--- SUPPLIED DATA ---
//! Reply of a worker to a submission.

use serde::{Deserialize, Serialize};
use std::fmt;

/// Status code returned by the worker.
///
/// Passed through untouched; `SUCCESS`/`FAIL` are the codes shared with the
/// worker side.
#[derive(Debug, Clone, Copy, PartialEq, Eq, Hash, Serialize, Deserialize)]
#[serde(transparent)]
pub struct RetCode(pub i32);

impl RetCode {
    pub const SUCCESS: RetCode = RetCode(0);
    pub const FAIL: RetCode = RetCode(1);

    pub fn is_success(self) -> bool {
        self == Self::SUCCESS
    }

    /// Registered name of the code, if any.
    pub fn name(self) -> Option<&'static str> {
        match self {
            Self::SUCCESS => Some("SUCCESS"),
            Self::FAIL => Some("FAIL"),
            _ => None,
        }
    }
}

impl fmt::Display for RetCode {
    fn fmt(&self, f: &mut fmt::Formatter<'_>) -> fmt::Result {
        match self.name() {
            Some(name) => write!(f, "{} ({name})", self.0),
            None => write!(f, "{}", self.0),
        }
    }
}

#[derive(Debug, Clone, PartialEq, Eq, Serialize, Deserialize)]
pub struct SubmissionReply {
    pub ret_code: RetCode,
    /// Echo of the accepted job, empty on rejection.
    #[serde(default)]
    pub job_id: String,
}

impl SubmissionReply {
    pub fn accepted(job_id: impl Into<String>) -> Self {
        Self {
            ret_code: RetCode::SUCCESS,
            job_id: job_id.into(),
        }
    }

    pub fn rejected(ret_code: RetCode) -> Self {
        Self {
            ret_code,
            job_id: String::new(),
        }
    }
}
---
*WORK TO BE COMPLETED*.
Now that the records have been shown, restate each one word for word.

*REPLY*.
//! Reply of a worker to a submission.

use serde::{Deserialize, Serialize};
use std::fmt;

/// Status code returned by the worker.
///
/// Passed through untouched; `SUCCESS`/`FAIL` are the codes shared with the
/// worker side.
#[derive(Debug, Clone, Copy, PartialEq, Eq, Hash, Serialize, Deserialize)]
#[serde(transparent)]
pub struct RetCode(pub i32);

impl RetCode {
    pub const SUCCESS: RetCode = RetCode(0);
    pub const FAIL: RetCode = RetCode(1);

    pub fn is_success(self) -> bool {
        self == Self::SUCCESS
    }

    /// Registered name of the code, if any.
    pub fn name(self) -> Option<&'static str> {
        match self {
            Self::SUCCESS => Some("SUCCESS"),
            Self::FAIL => Some("FAIL"),
            _ => None,
        }
    }
}

impl fmt::Display for RetCode {
    fn fmt(&self, f: &mut fmt::Formatter<'_>) -> fmt::Result {
        match self.name() {
            Some(name) => write!(f, "{} ({name})", self.0),
            None => write!(f, "{}", self.0),
        }
    }
}

#[derive(Debug, Clone, PartialEq, Eq, Serialize, Deserialize)]
pub struct SubmissionReply {
    pub ret_code: RetCode,
    /// Echo of the accepted job, empty on rejection.
    #[serde(default)]
    pub job_id: String,
}

impl SubmissionReply {
    pub fn accepted(job_id: impl Into<String>) -> Self {
        Self {
            ret_code: RetCode::SUCCESS,
            job_id: job_id.into(),
        }
    }

    pub fn rejected(ret_code: RetCode) -> Self {
        Self {
            ret_code,
            job_id: String::new(),
        }
    }
}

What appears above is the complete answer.